* _Task description_:
Note every line in the entries that contains the string "crate", and copy it.

* _Material for the task_:
=== Begin Enclosure ===

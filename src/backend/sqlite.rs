//! SQLite command channel
//!
//! Runs each forwarded command as a single SQL statement against a database
//! file. Connections are kept in a small pool; a call checks one out and hands
//! it back when the statement finishes, on success or failure.

use std::path::{Path, PathBuf};
use std::sync::{Mutex, PoisonError};
use std::time::Duration;

use rusqlite::Connection;
use rusqlite::types::ValueRef;

use crate::backend::channel::{CommandChannel, CommandError, TabularResult};

/// How long a statement waits on a locked database before failing.
const BUSY_TIMEOUT: Duration = Duration::from_secs(5);

/// Pooled SQLite connections behind the [`CommandChannel`] interface.
pub struct SqliteChannel {
    path: PathBuf,
    idle: Mutex<Vec<Connection>>,
    pool_size: usize,
}

impl SqliteChannel {
    /// Opens the database at `path`, keeping up to `pool_size` idle connections.
    ///
    /// One connection is opened immediately so a bad path fails at startup.
    pub fn open(path: impl AsRef<Path>, pool_size: usize) -> rusqlite::Result<Self> {
        let path = path.as_ref().to_path_buf();
        let first = open_connection(&path)?;

        tracing::info!(path = %path.display(), pool_size, "Database opened");

        Ok(Self {
            path,
            idle: Mutex::new(vec![first]),
            pool_size: pool_size.max(1),
        })
    }

    /// Number of connections currently idle in the pool.
    pub fn idle_count(&self) -> usize {
        self.idle.lock().unwrap_or_else(PoisonError::into_inner).len()
    }

    /// Runs `f` on a pooled connection, returning the connection to the pool
    /// whatever `f` returns, including when it panics.
    fn with_connection<T>(
        &self,
        f: impl FnOnce(&Connection) -> Result<T, CommandError>,
    ) -> Result<T, CommandError> {
        let pooled = self
            .idle
            .lock()
            .unwrap_or_else(PoisonError::into_inner)
            .pop();

        let conn = match pooled {
            Some(conn) => conn,
            None => open_connection(&self.path).map_err(execution_error)?,
        };

        let mut checkout = Checkout {
            channel: self,
            conn: None,
        };
        let conn = &*checkout.conn.insert(conn);
        f(conn)
    }

    fn release(&self, conn: Connection) {
        let mut idle = self.idle.lock().unwrap_or_else(PoisonError::into_inner);
        if idle.len() < self.pool_size {
            idle.push(conn);
        }
    }
}

/// A checked-out connection, handed back to the pool on drop.
struct Checkout<'a> {
    channel: &'a SqliteChannel,
    conn: Option<Connection>,
}

impl Drop for Checkout<'_> {
    fn drop(&mut self) {
        if let Some(conn) = self.conn.take() {
            self.channel.release(conn);
        }
    }
}

impl CommandChannel for SqliteChannel {
    fn execute(&self, command: &str) -> Result<TabularResult, CommandError> {
        if command.trim().is_empty() {
            return Err(CommandError::Rejected("empty command".to_string()));
        }

        self.with_connection(|conn| run_statement(conn, command))
    }
}

fn run_statement(conn: &Connection, command: &str) -> Result<TabularResult, CommandError> {
    let mut stmt = conn.prepare(command).map_err(execution_error)?;

    let columns: Vec<String> = stmt
        .column_names()
        .into_iter()
        .map(String::from)
        .collect();

    if columns.is_empty() {
        let affected = stmt.execute([]).map_err(execution_error)?;
        return Err(CommandError::NoResultSet { affected });
    }

    let width = columns.len();
    let mut rows = Vec::new();
    let mut cursor = stmt.query([]).map_err(execution_error)?;

    while let Some(row) = cursor.next().map_err(execution_error)? {
        let mut cells = Vec::with_capacity(width);
        for index in 0..width {
            cells.push(render_cell(row.get_ref(index).map_err(execution_error)?));
        }
        rows.push(cells);
    }

    TabularResult::new(columns, rows)
}

fn open_connection(path: &Path) -> rusqlite::Result<Connection> {
    let conn = Connection::open(path)?;
    conn.busy_timeout(BUSY_TIMEOUT)?;
    Ok(conn)
}

fn execution_error(err: rusqlite::Error) -> CommandError {
    CommandError::Execution(err.to_string())
}

/// Renders a REAL so it stays distinguishable from an INTEGER: `2.0`, not `2`,
/// and large magnitudes in exponent form (`1e300`).
fn render_real(v: f64) -> String {
    if v.is_infinite() {
        return if v > 0.0 { "Inf" } else { "-Inf" }.to_string();
    }
    format!("{:?}", v)
}

fn render_cell(value: ValueRef<'_>) -> Option<String> {
    match value {
        ValueRef::Null => None,
        ValueRef::Integer(v) => Some(v.to_string()),
        ValueRef::Real(v) => Some(render_real(v)),
        ValueRef::Text(v) | ValueRef::Blob(v) => Some(String::from_utf8_lossy(v).into_owned()),
    }
}
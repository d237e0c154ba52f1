use std::path::{Path, PathBuf};

use anyhow::Context;
use serde::Deserialize;

use crate::http::line::DEFAULT_LINE_SIZE;

/// Environment variable naming an optional YAML config file.
pub const CONFIG_ENV: &str = "SQLHTTPD_CONFIG";
/// Environment variable overriding `server.listen_addr`.
pub const LISTEN_ENV: &str = "LISTEN";

#[derive(Debug, Clone, Default, Deserialize)]
#[serde(default)]
pub struct Config {
    pub server: ServerConfig,
    pub static_files: StaticFilesConfig,
    pub database: DatabaseConfig,
    pub limits: LimitsConfig,
}

#[derive(Debug, Clone, Deserialize)]
#[serde(default)]
pub struct ServerConfig {
    /// Address to bind; port 0 lets the OS choose
    pub listen_addr: String,
}

impl Default for ServerConfig {
    fn default() -> Self {
        Self {
            listen_addr: "0.0.0.0:8000".to_string(),
        }
    }
}

#[derive(Debug, Clone, Deserialize)]
#[serde(default)]
pub struct StaticFilesConfig {
    pub root: PathBuf,
    /// Resource served for `/` and `/index.html`
    pub index: String,
}

impl Default for StaticFilesConfig {
    fn default() -> Self {
        Self {
            root: PathBuf::from("."),
            index: "index.html".to_string(),
        }
    }
}

#[derive(Debug, Clone, Deserialize)]
#[serde(default)]
pub struct DatabaseConfig {
    pub path: PathBuf,
    pub pool_size: usize,
}

impl Default for DatabaseConfig {
    fn default() -> Self {
        Self {
            path: PathBuf::from("sqlhttpd.db"),
            pool_size: 4,
        }
    }
}

/// Per-request size bounds.
#[derive(Debug, Clone, Copy, PartialEq, Eq, Deserialize)]
#[serde(default)]
pub struct LimitsConfig {
    /// Line buffer size; a line holds at most one byte less
    pub max_line_bytes: usize,
    pub max_body_bytes: usize,
    pub max_response_bytes: usize,
}

impl Default for LimitsConfig {
    fn default() -> Self {
        Self {
            max_line_bytes: DEFAULT_LINE_SIZE,
            max_body_bytes: 64 * 1024,
            max_response_bytes: 1024 * 1024,
        }
    }
}

impl Config {
    /// Loads the config file named by `SQLHTTPD_CONFIG` (defaults when unset),
    /// then applies the `LISTEN` override.
    pub fn load() -> anyhow::Result<Self> {
        let mut config = match std::env::var(CONFIG_ENV) {
            Ok(path) => Self::from_file(&path)?,
            Err(_) => Self::default(),
        };

        if let Ok(listen_addr) = std::env::var(LISTEN_ENV) {
            config.server.listen_addr = listen_addr;
        }

        config.validate()?;
        Ok(config)
    }

    pub fn from_file(path: impl AsRef<Path>) -> anyhow::Result<Self> {
        let path = path.as_ref();
        let text = std::fs::read_to_string(path)
            .with_context(|| format!("failed to read config file {}", path.display()))?;
        Self::from_yaml_str(&text)
            .with_context(|| format!("failed to load config file {}", path.display()))
    }

    pub fn from_yaml_str(text: &str) -> anyhow::Result<Self> {
        let config: Config = serde_yaml::from_str(text).context("invalid YAML config")?;
        config.validate()?;
        Ok(config)
    }

    pub fn validate(&self) -> anyhow::Result<()> {
        if self.limits.max_line_bytes < 2 {
            anyhow::bail!("limits.max_line_bytes must be at least 2");
        }
        if self.database.pool_size == 0 {
            anyhow::bail!("database.pool_size must be at least 1");
        }
        Ok(())
    }
}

=== End Enclosure ===

* _Solution to this task_:
use crate::backend::channel::{CommandChannel, CommandError, TabularResult};
use crate::http::line::DEFAULT_LINE_SIZE;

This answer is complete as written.